Are you talking about the master branch of the Emacs repository?  If
so, I must be blind, because I don't see 1008 anywhere around those

> > > Users aren't supposed to care about that variable, anyway, since the NSM
> > > warns about less than 1024 bits...
> >
> > Yes, but what if GnuTLS bumps the default to more than that?  And even
> > if not, I think I might like to know how far below 1024 I'm going to
> > be if I allow the connection.
> See my other email for a way out of this. Once you've caught
> GNUTLS_E_DH_PRIME_UNACCEPTABLE, you can still call
> gnutls_dh_get_prime_bits to get the prime bits the server sends back
> out.

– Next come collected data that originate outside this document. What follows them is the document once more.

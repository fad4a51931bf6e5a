use std::fs;
use std::io;
use std::path::{Component, Path, PathBuf};
use tracing::{debug, warn};

/// Upload categories; the serialized name is the directory under the
/// store root and under the `/uploads/` web prefix.
#[derive(Debug, Clone, Copy, PartialEq, Eq, strum_macros::Display)]
pub enum UploadKind {
    #[strum(serialize = "profile_pictures")]
    ProfilePicture,
    #[strum(serialize = "employee_profiles")]
    EmployeeProfile,
    #[strum(serialize = "employee_documents")]
    EmployeeDocument,
    #[strum(serialize = "company_handbook")]
    CompanyHandbook,
    #[strum(serialize = "resources")]
    Resource,
}

/// Lowercased extension of a client filename, dot included ("report.PDF"
/// gives ".pdf"). Empty when there is none.
pub fn file_ext(file_name: &str) -> String {
    Path::new(file_name)
        .extension()
        .and_then(|e| e.to_str())
        .map(|e| format!(".{}", e.to_lowercase()))
        .unwrap_or_default()
}

/// Disk store for uploaded files. Rows keep web paths of the form
/// `/uploads/<category>/...`; this type owns the mapping between those
/// paths and the configured root directory.
#[derive(Debug, Clone)]
pub struct FileStore {
    root: PathBuf,
}

impl FileStore {
    pub fn new(root: impl Into<PathBuf>) -> Self {
        Self { root: root.into() }
    }

    /// Writes `data` under the category directory and returns the web
    /// path to store in the database.
    pub fn save(&self, kind: UploadKind, file_name: &str, data: &[u8]) -> io::Result<String> {
        let dir = self.root.join(kind.to_string());
        fs::create_dir_all(&dir)?;
        fs::write(dir.join(file_name), data)?;
        Ok(format!("/uploads/{}/{}", kind, file_name))
    }

    /// Like [`save`](Self::save), with a per-employee subdirectory.
    pub fn save_scoped(
        &self,
        kind: UploadKind,
        employee_id: i64,
        file_name: &str,
        data: &[u8],
    ) -> io::Result<String> {
        let dir = self.root.join(kind.to_string()).join(employee_id.to_string());
        fs::create_dir_all(&dir)?;
        fs::write(dir.join(file_name), data)?;
        Ok(format!("/uploads/{}/{}/{}", kind, employee_id, file_name))
    }

    /// Maps a stored web path back to its location on disk. Paths that
    /// do not live under `/uploads/`, or that try to climb out of the
    /// store, map to nothing.
    pub fn disk_path(&self, web_path: &str) -> Option<PathBuf> {
        let rest = web_path.strip_prefix("/uploads/")?;
        let rel = Path::new(rest);
        if rel
            .components()
            .any(|c| !matches!(c, Component::Normal(_)))
        {
            return None;
        }
        Some(self.root.join(rel))
    }

    /// Best-effort removal of a stored file. A missing file is not an
    /// error; row deletion already happened and must stand.
    pub fn remove_by_web_path(&self, web_path: &str) -> bool {
        let Some(path) = self.disk_path(web_path) else {
            return false;
        };

        match fs::remove_file(&path) {
            Ok(()) => true,
            Err(e) if e.kind() == io::ErrorKind::NotFound => {
                debug!(web_path, "File already absent on disk");
                false
            }
            Err(e) => {
                warn!(error = %e, web_path, "Failed to delete stored file");
                false
            }
        }
    }
}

I think this is already done, we just need to catch
> GNUTLS_E_DH_PRIME_UNACCEPTABLE so gnutls_verify_boot doesn't
> immediately return.

That's a separate issue, regarding your argument with Lars whether to
let NSM handle the too low bits or leave it to GnuTLS.  The issue I
raised was how can users know what is the GnuTLS default.  Because the
doc string of gnutls-min-prime-bits says:

  (defcustom gnutls-min-prime-bits 256
    ;; Several mail servers send fewer bits than the GnuTLS default.
    ;; Currently, 256 appears to be a reasonable choice (Bug#11267).
    "Minimum number of prime bits accepted by GnuTLS for key exchange.
  During a Diffie-Hellman handshake, if the server sends a prime
  number with fewer than this number of bits, the handshake is
  rejected.  \(The smaller the prime number, the less secure the
  key exchange is against man-in-the-middle attacks.)

  A value of nil says to use the default GnuTLS value."

Which of course immediately begs the question "what is my GnuTLS's
default value?"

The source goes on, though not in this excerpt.